**ASSIGNMENT**
Which of the lines in the data below contain the string "trimmed"? Copy each of them.

Start of Block

/*!
 * Chunk model and chunk file format.
 *
 * A chunk file is plain SRT with two optional marked sections: the lookback
 * context copied from the previous chunk and the lookahead copied from the next
 * one. Translators are expected to hand the markers back unchanged.
 */

use std::ops::Range;

use crate::errors::SubtitleError;
use crate::file_utils::FileManager;
use crate::session::models::ChunkBoundary;
use crate::subtitle_processor::{parse_block_lines, SubtitleBlock};

/// Opening marker of the lookback section
pub const CONTEXT_START: &str = "=== CONTEXT (DO NOT TRANSLATE, only for understanding continuity) ===";
/// Closing marker of the lookback section
pub const CONTEXT_END: &str = "=== END CONTEXT ===";
/// Opening marker of the lookahead section
pub const LOOKAHEAD_START: &str = "=== LOOKAHEAD (DO NOT TRANSLATE, only for understanding continuity) ===";
/// Closing marker of the lookahead section
pub const LOOKAHEAD_END: &str = "=== END LOOKAHEAD ===";

/// A window of blocks dispatched to the translator as one unit
#[derive(Debug, Clone, PartialEq)]
pub struct Chunk {
    /// 1-based chunk number
    pub id: usize,
    /// Zero-based positions of the blocks this chunk owns, half-open
    pub source_range: Range<usize>,
    /// Head overlap, owned blocks and tail overlap, in order
    pub blocks: Vec<SubtitleBlock>,
    /// Leading blocks shared with the previous chunk
    pub overlap_head: usize,
    /// Trailing blocks shared with the next chunk
    pub overlap_tail: usize,
}

impl Chunk {
    /// Create a chunk
    pub fn new(
        id: usize,
        source_range: Range<usize>,
        blocks: Vec<SubtitleBlock>,
        overlap_head: usize,
        overlap_tail: usize,
    ) -> Self {
        Self {
            id,
            source_range,
            blocks,
            overlap_head,
            overlap_tail,
        }
    }

    /// File name used for this chunk in the run directory
    pub fn file_name_for(id: usize) -> String {
        format!("chunk_{:03}.srt", id)
    }

    /// File name used for this chunk in the run directory
    pub fn file_name(&self) -> String {
        Self::file_name_for(self.id)
    }

    /// Number of owned blocks
    pub fn owned_len(&self) -> usize {
        self.source_range.len()
    }

    /// Blocks this chunk is authoritative for
    pub fn owned_blocks(&self) -> &[SubtitleBlock] {
        let end = self.blocks.len().saturating_sub(self.overlap_tail);
        let start = self.overlap_head.min(end);
        &self.blocks[start..end]
    }

    /// Lookback blocks
    pub fn head_blocks(&self) -> &[SubtitleBlock] {
        &self.blocks[..self.overlap_head.min(self.blocks.len())]
    }

    /// Lookahead blocks
    pub fn tail_blocks(&self) -> &[SubtitleBlock] {
        let start = self.blocks.len().saturating_sub(self.overlap_tail);
        &self.blocks[start..]
    }

    /// Same geometry, different blocks (a translated candidate)
    pub fn with_blocks(&self, blocks: Vec<SubtitleBlock>) -> Self {
        Self {
            id: self.id,
            source_range: self.source_range.clone(),
            blocks,
            overlap_head: self.overlap_head,
            overlap_tail: self.overlap_tail,
        }
    }

    /// Render the chunk in chunk file format
    pub fn to_chunk_file(&self) -> String {
        ChunkFile {
            head: self.head_blocks().to_vec(),
            owned: self.owned_blocks().to_vec(),
            tail: self.tail_blocks().to_vec(),
        }
        .render()
    }

    /// Rebuild a chunk from its persisted boundary and parsed file, checking that
    /// the sections agree with the boundary
    pub fn from_boundary(boundary: &ChunkBoundary, file: ChunkFile) -> Result<Self, String> {
        let owned_len = boundary.end.saturating_sub(boundary.start);
        if file.head.len() != boundary.overlap_head
            || file.owned.len() != owned_len
            || file.tail.len() != boundary.overlap_tail
        {
            return Err(format!(
                "chunk {} has {}+{}+{} blocks, manifest expects {}+{}+{}",
                boundary.id,
                file.head.len(),
                file.owned.len(),
                file.tail.len(),
                boundary.overlap_head,
                owned_len,
                boundary.overlap_tail
            ));
        }

        if let Some(first) = file.owned.first() {
            if first.index != boundary.start + 1 {
                return Err(format!(
                    "chunk {} starts at block {}, manifest expects {}",
                    boundary.id,
                    first.index,
                    boundary.start + 1
                ));
            }
        }

        Ok(Self::new(
            boundary.id,
            boundary.start..boundary.end,
            file.into_blocks(),
            boundary.overlap_head,
            boundary.overlap_tail,
        ))
    }
}

#[derive(Debug, Clone, Copy, PartialEq, Eq)]
enum Section {
    Head,
    Owned,
    Tail,
}

/// The three sections of a chunk file
#[derive(Debug, Clone, Default, PartialEq)]
pub struct ChunkFile {
    /// Lookback blocks
    pub head: Vec<SubtitleBlock>,
    /// Owned blocks
    pub owned: Vec<SubtitleBlock>,
    /// Lookahead blocks
    pub tail: Vec<SubtitleBlock>,
}

impl ChunkFile {
    /// Parse chunk file text
    pub fn parse(content: &str) -> Result<Self, SubtitleError> {
        let normalized = FileManager::normalize_text(content);
        let lines: Vec<&str> = normalized.split('\n').collect();

        let mut segments: Vec<(Section, Range<usize>)> = Vec::new();
        let mut current = Section::Owned;
        let mut start = 0;

        for (i, line) in lines.iter().enumerate() {
            let trimmed = line.trim();
            let transition = if trimmed.starts_with("=== CONTEXT") {
                Some((Section::Owned, Section::Head))
            } else if trimmed == CONTEXT_END {
                Some((Section::Head, Section::Owned))
            } else if trimmed.starts_with("=== LOOKAHEAD") {
                Some((Section::Owned, Section::Tail))
            } else if trimmed == LOOKAHEAD_END {
                Some((Section::Tail, Section::Owned))
            } else {
                None
            };

            if let Some((expected, next)) = transition {
                if current != expected {
                    return Err(SubtitleError::parse(
                        i + 1,
                        format!("unexpected section marker {:?}", trimmed),
                    ));
                }
                segments.push((current, start..i));
                current = next;
                start = i + 1;
            }
        }

        if current != Section::Owned {
            return Err(SubtitleError::parse(lines.len(), "unterminated context section"));
        }
        segments.push((current, start..lines.len()));

        let mut file = ChunkFile::default();
        for (section, range) in segments {
            let offset = range.start;
            let blocks = parse_block_lines(&lines[range], offset)?
                .into_iter()
                .map(|(_, block)| block);
            match section {
                Section::Head => file.head.extend(blocks),
                Section::Owned => file.owned.extend(blocks),
                Section::Tail => file.tail.extend(blocks),
            }
        }

        Ok(file)
    }

    /// Render as chunk file text
    pub fn render(&self) -> String {
        let mut out = String::new();

        if !self.head.is_empty() {
            out.push_str(CONTEXT_START);
            out.push('\n');
            for block in &self.head {
                out.push_str(&block.to_string());
            }
            out.push_str(CONTEXT_END);
            out.push_str("\n\n");
        }

        for block in &self.owned {
            out.push_str(&block.to_string());
        }

        if !self.tail.is_empty() {
            out.push_str(LOOKAHEAD_START);
            out.push('\n');
            for block in &self.tail {
                out.push_str(&block.to_string());
            }
            out.push_str(LOOKAHEAD_END);
            out.push('\n');
        }

        out
    }

    /// Total blocks across sections
    pub fn len(&self) -> usize {
        self.head.len() + self.owned.len() + self.tail.len()
    }

    /// Whether the file holds no blocks
    pub fn is_empty(&self) -> bool {
        self.len() == 0
    }

    /// All blocks in file order
    pub fn into_blocks(self) -> Vec<SubtitleBlock> {
        let mut blocks = self.head;
        blocks.extend(self.owned);
        blocks.extend(self.tail);
        blocks
    }
}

End of Block

**WRITTEN RESPONSE**
            let trimmed = line.trim();
            let transition = if trimmed.starts_with("=== CONTEXT") {
            } else if trimmed == CONTEXT_END {
            } else if trimmed.starts_with("=== LOOKAHEAD") {
            } else if trimmed == LOOKAHEAD_END {
                        format!("unexpected section marker {:?}", trimmed),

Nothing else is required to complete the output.